Action item
Repeat exactly, and only, the lines below starting at the line that contains "replays its outcome." and ending at the line that contains "fn clone(&self) ->", inclusive of both.

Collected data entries

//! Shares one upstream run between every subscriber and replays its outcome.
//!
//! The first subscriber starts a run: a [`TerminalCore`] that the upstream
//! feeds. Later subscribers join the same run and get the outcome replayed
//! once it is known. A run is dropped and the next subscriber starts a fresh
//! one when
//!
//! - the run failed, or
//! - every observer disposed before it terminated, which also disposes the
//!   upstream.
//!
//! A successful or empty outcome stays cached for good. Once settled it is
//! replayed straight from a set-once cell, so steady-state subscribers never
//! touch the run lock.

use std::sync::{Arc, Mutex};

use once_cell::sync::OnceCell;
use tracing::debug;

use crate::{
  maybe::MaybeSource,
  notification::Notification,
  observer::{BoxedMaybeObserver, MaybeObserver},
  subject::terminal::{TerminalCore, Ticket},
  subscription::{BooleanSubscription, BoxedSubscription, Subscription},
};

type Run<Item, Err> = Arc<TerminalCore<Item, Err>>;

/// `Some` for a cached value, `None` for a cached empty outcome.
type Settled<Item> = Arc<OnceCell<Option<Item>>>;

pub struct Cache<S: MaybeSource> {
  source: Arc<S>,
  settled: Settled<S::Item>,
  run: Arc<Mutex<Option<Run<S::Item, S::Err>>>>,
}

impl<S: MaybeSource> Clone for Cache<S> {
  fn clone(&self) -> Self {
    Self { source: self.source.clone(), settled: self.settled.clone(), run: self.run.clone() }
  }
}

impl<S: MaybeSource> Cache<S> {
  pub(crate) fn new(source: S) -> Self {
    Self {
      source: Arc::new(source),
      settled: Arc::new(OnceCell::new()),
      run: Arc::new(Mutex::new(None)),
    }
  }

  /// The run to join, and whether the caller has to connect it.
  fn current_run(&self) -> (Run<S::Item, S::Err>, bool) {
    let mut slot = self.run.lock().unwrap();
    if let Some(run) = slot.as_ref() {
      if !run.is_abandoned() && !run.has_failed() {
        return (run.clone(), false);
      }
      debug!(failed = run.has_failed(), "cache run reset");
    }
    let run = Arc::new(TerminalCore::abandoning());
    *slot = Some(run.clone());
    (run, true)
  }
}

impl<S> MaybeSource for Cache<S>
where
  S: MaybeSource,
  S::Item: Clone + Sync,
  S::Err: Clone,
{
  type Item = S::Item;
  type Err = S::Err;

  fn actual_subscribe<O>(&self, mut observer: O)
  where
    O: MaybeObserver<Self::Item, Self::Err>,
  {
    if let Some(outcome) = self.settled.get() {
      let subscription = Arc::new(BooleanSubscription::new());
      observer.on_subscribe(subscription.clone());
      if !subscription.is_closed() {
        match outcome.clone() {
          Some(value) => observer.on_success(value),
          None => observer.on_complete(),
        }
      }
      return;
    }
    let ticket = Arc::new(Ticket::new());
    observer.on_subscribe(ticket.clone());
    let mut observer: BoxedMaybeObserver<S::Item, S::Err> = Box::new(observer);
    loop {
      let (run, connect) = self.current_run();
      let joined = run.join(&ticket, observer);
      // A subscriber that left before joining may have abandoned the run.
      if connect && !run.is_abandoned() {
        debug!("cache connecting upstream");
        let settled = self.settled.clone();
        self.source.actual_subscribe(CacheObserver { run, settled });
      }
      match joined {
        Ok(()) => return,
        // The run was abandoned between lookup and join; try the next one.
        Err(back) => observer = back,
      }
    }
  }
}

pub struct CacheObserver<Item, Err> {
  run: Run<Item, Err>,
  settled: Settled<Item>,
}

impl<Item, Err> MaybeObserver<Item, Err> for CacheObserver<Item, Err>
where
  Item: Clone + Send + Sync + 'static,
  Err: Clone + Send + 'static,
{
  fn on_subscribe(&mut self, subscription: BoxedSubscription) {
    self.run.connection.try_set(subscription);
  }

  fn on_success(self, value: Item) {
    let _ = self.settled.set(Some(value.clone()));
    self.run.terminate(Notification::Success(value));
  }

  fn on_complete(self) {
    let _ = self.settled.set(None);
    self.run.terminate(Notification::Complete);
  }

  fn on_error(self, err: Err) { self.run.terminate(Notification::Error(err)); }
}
--
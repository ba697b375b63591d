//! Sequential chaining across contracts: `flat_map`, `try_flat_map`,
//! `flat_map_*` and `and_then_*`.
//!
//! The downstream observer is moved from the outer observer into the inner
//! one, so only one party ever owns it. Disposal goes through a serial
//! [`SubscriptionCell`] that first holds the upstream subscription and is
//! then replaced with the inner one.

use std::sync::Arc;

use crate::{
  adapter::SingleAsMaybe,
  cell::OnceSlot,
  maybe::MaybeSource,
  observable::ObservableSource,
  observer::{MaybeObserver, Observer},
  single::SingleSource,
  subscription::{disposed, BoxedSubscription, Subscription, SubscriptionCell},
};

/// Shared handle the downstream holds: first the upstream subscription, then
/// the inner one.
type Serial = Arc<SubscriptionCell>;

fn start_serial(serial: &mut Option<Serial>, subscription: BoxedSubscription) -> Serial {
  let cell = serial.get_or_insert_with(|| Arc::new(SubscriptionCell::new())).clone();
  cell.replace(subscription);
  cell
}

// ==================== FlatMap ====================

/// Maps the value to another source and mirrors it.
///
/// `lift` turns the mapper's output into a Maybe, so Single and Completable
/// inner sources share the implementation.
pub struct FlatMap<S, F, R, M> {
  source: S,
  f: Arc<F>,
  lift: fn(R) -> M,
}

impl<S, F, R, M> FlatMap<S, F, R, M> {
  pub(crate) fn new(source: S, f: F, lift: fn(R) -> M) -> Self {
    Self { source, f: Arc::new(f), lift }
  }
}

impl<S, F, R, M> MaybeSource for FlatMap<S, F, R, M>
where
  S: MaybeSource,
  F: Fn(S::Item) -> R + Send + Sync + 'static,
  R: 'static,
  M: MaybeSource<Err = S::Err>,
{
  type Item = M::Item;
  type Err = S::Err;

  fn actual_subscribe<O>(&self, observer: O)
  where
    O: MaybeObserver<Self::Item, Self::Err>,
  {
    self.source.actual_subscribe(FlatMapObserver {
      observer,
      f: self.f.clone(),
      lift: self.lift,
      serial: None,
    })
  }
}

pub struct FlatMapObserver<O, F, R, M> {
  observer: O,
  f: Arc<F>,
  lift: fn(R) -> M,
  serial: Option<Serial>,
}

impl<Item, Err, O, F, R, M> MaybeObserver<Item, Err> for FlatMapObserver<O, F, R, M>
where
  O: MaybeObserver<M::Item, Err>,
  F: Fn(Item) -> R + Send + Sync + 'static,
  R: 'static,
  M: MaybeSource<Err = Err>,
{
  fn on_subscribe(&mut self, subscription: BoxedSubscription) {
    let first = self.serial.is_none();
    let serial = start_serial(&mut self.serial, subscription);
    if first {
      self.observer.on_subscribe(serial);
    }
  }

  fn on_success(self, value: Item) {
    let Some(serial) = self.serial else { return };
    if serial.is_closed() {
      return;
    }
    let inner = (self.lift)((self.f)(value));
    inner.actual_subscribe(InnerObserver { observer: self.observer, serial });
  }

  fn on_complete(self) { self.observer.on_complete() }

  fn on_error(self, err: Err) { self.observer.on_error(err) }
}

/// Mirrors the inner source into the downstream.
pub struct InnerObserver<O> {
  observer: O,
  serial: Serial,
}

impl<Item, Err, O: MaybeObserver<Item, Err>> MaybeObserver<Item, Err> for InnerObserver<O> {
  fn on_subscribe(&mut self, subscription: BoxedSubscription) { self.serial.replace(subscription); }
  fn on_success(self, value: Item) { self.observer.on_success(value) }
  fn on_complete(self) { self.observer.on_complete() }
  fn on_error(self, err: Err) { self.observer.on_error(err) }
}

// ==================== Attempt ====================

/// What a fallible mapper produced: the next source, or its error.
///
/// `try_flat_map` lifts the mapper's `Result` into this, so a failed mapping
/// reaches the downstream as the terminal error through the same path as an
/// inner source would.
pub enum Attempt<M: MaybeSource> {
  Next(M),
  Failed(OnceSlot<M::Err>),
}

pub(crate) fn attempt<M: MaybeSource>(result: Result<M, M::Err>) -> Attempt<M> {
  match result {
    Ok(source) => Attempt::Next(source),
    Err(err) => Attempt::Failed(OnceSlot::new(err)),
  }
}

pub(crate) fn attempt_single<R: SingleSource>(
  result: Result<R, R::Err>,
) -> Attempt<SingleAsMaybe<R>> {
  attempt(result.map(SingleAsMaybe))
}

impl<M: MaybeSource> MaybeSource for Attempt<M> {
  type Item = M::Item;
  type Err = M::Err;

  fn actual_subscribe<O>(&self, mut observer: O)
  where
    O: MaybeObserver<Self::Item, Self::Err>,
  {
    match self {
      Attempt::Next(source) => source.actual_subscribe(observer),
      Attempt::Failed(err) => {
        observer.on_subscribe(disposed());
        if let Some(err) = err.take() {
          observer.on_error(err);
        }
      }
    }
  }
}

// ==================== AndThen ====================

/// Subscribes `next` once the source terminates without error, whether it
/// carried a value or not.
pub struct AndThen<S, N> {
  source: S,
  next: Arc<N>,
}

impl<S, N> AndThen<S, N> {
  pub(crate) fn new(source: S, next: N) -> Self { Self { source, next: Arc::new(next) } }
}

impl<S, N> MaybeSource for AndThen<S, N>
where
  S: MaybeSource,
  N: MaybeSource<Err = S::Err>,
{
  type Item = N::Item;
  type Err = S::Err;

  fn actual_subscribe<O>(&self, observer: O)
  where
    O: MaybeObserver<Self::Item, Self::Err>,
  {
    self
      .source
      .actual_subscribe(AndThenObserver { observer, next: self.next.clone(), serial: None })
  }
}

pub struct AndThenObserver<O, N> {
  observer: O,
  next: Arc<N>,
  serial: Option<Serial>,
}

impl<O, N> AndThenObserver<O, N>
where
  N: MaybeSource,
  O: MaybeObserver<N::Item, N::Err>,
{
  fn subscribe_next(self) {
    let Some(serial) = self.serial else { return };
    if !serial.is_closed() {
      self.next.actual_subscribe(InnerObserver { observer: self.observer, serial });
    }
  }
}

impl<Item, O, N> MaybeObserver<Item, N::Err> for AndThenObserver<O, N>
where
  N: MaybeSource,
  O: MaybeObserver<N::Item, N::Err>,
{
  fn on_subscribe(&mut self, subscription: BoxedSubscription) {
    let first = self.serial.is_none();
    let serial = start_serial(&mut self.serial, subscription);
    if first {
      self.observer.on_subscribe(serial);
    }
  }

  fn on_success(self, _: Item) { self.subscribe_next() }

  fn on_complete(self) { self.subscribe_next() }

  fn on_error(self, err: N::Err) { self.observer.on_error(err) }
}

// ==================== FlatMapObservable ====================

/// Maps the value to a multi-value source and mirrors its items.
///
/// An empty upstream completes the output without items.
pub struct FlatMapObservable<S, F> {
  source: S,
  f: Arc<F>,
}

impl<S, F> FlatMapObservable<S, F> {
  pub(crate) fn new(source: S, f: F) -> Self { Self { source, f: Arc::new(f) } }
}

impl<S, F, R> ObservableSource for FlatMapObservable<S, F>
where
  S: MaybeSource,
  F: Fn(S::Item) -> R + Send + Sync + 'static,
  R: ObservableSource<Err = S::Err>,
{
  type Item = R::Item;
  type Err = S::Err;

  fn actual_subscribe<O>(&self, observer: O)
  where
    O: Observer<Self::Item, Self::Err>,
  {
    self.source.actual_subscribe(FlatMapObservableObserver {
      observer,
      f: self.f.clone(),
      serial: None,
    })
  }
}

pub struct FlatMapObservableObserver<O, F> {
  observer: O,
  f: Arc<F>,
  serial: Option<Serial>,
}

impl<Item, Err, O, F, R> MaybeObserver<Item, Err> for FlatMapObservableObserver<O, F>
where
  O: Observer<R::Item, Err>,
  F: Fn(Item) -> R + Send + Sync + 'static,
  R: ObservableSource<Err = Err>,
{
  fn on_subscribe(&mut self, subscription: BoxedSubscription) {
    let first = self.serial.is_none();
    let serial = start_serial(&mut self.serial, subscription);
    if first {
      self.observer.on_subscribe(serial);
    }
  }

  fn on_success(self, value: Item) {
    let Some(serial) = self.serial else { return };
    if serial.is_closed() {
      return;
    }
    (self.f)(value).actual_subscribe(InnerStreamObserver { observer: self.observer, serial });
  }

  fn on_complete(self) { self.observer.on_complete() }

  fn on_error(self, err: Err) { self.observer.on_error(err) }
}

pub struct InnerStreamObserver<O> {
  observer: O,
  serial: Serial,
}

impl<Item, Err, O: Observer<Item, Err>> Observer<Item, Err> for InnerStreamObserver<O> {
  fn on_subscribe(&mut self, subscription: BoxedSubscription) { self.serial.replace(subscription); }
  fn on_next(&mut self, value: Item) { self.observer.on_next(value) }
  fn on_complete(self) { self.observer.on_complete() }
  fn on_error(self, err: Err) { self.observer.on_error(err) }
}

Your solution
//! Shares one upstream run between every subscriber and replays its outcome.
//!
//! The first subscriber starts a run: a [`TerminalCore`] that the upstream
//! feeds. Later subscribers join the same run and get the outcome replayed
//! once it is known. A run is dropped and the next subscriber starts a fresh
//! one when
//!
//! - the run failed, or
//! - every observer disposed before it terminated, which also disposes the
//!   upstream.
//!
//! A successful or empty outcome stays cached for good. Once settled it is
//! replayed straight from a set-once cell, so steady-state subscribers never
//! touch the run lock.

use std::sync::{Arc, Mutex};

use once_cell::sync::OnceCell;
use tracing::debug;

use crate::{
  maybe::MaybeSource,
  notification::Notification,
  observer::{BoxedMaybeObserver, MaybeObserver},
  subject::terminal::{TerminalCore, Ticket},
  subscription::{BooleanSubscription, BoxedSubscription, Subscription},
};

type Run<Item, Err> = Arc<TerminalCore<Item, Err>>;

/// `Some` for a cached value, `None` for a cached empty outcome.
type Settled<Item> = Arc<OnceCell<Option<Item>>>;

pub struct Cache<S: MaybeSource> {
  source: Arc<S>,
  settled: Settled<S::Item>,
  run: Arc<Mutex<Option<Run<S::Item, S::Err>>>>,
}

impl<S: MaybeSource> Clone for Cache<S> {
  fn clone(&self) -> Self {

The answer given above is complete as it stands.